O interior da mansão dos Fontes parecia ter parado no tempo, um santuário de memórias e riquezas que Verona parecia ter herdado com um direito de nascença que ninguém ousava questionar. O ar estava pesado, impregnado com um perfume floral artificial que contrastava com o aroma fresco e salgado do mar que entrava pelas janelas abertas. Clara seguiu Miguel para dentro, sentindo-se como uma intrusa naquele ambiente familiar, mas ao mesmo tempo hostil.

Verona estava parada no meio da sala de estar principal, seus olhos escuros percorrendo cada obra de arte, cada móvel antigo, com um misto de nostalgia e posse.
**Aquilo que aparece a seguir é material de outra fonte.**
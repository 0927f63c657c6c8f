use anyhow::{anyhow, Context, Result};
use std::env;
use std::fs;
use tracing::info;
use tracing_appender::non_blocking::WorkerGuard;
use tracing_subscriber::{fmt, layer::SubscriberExt, util::SubscriberInitExt, EnvFilter};
use uuid::Uuid;

use study_scheduler::config::LoggingConfig;
use study_scheduler::{log_system_event, Confidence, Config, Database, ReviewService};

const USAGE: &str = "usage: study-scheduler due <learner-id> [limit]\n       \
                     study-scheduler stats <learner-id>\n       \
                     study-scheduler review <card-id> <correct> <low|medium|high>";

#[derive(Debug, PartialEq)]
enum Command {
    Due { learner_id: String, limit: Option<usize> },
    Stats { learner_id: String },
    Review { card_id: Uuid, correct: bool, confidence: Confidence },
}

impl Command {
    fn parse(args: &[String]) -> Result<Self> {
        let arg = |index: usize| {
            args.get(index)
                .map(String::as_str)
                .ok_or_else(|| anyhow!(USAGE))
        };

        let command = match arg(0)? {
            "due" => Command::Due {
                learner_id: arg(1)?.to_string(),
                limit: args
                    .get(2)
                    .map(|limit| {
                        limit
                            .parse::<usize>()
                            .map_err(|_| anyhow!("Invalid limit '{}'\n{}", limit, USAGE))
                    })
                    .transpose()?,
            },
            "stats" => Command::Stats {
                learner_id: arg(1)?.to_string(),
            },
            "review" => Command::Review {
                card_id: arg(1)?
                    .parse::<Uuid>()
                    .with_context(|| format!("Invalid card id '{}'", args[1]))?,
                correct: arg(2)?
                    .parse::<bool>()
                    .with_context(|| format!("<correct> must be true or false, got '{}'", args[2]))?,
                confidence: arg(3)?.parse::<Confidence>()?,
            },
            other => return Err(anyhow!("Unknown command '{}'\n{}", other, USAGE)),
        };

        Ok(command)
    }
}

#[tokio::main]
async fn main() -> Result<()> {
    // Load environment variables from .env file
    dotenvy::dotenv().ok();

    let args: Vec<String> = env::args().skip(1).collect();
    let command = Command::parse(&args)?;

    let config = Config::from_env()?;
    let _guard = setup_logging(&config.logging)?;
    config.validate()?;

    log_system_event!(startup, component = "cli", "study-scheduler starting");

    let db = Database::with_max_connections(&config.database.url, config.database.max_connections)
        .await?;
    let service = ReviewService::with_config(db, config.scheduler.clone());

    match command {
        Command::Due { learner_id, limit } => {
            let due = match limit {
                Some(limit) => service.due_flashcards(&learner_id, Some(limit)).await?,
                None => service.next_session(&learner_id).await?,
            };
            info!(learner_id = %learner_id, count = due.len(), "Due flashcards selected");
            println!("{}", serde_json::to_string_pretty(&due)?);
        }
        Command::Stats { learner_id } => {
            let snapshot = service.statistics(&learner_id).await?;
            println!("{}", serde_json::to_string_pretty(&snapshot)?);
        }
        Command::Review {
            card_id,
            correct,
            confidence,
        } => {
            let outcome = service
                .review_with_outcome(card_id, correct, confidence)
                .await?;
            println!("{}", serde_json::to_string_pretty(&outcome)?);
        }
    }

    log_system_event!(shutdown, component = "cli", "study-scheduler finished");
    Ok(())
}

fn setup_logging(config: &LoggingConfig) -> Result<Option<WorkerGuard>> {
    let env_filter =
        EnvFilter::try_new(&config.level).unwrap_or_else(|_| EnvFilter::new("info"));

    // Log to stderr so JSON on stdout stays machine-readable
    let console_layer = config.console_enabled.then(|| {
        fmt::layer()
            .with_target(true)
            .with_file(true)
            .with_line_number(true)
            .with_ansi(true)
            .with_writer(std::io::stderr)
    });

    let mut guard = None;
    let file_layer = if config.file_enabled {
        fs::create_dir_all(&config.log_directory).unwrap_or_else(|e| {
            eprintln!("Warning: Could not create logs directory: {}", e);
        });

        // Daily rotation, no ANSI colors in files
        let file_appender =
            tracing_appender::rolling::daily(&config.log_directory, "study-scheduler.log");
        let (non_blocking_file, file_guard) = tracing_appender::non_blocking(file_appender);
        guard = Some(file_guard);

        Some(
            fmt::layer()
                .with_target(true)
                .with_thread_ids(true)
                .with_file(true)
                .with_line_number(true)
                .with_ansi(false)
                .with_writer(non_blocking_file),
        )
    } else {
        None
    };

    tracing_subscriber::registry()
        .with(env_filter)
        .with(console_layer)
        .with(file_layer)
        .try_init()?;

    info!(
        log_directory = %config.log_directory,
        file_enabled = config.file_enabled,
        "Logging initialized"
    );

    Ok(guard)
}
Ela parecia se sentir em casa, como se nunca tivesse partido. Miguel, por outro lado, estava visivelmente tenso, sua postura rígida, como se estivesse em território inimigo.

“A casa mudou pouco”, Verona comentou, girando lentamente, o casaco de pele deslizando pelas suas costas. “Ainda tem aquele ar de… perfeição forçada. Papai e mamãe sempre gostaram de manter as aparências, não é mesmo?”

Miguel suspirou, cruzando os braços. “Verona, nós não precisamos discutir o passado agora. Você veio… você veio com um propósito?”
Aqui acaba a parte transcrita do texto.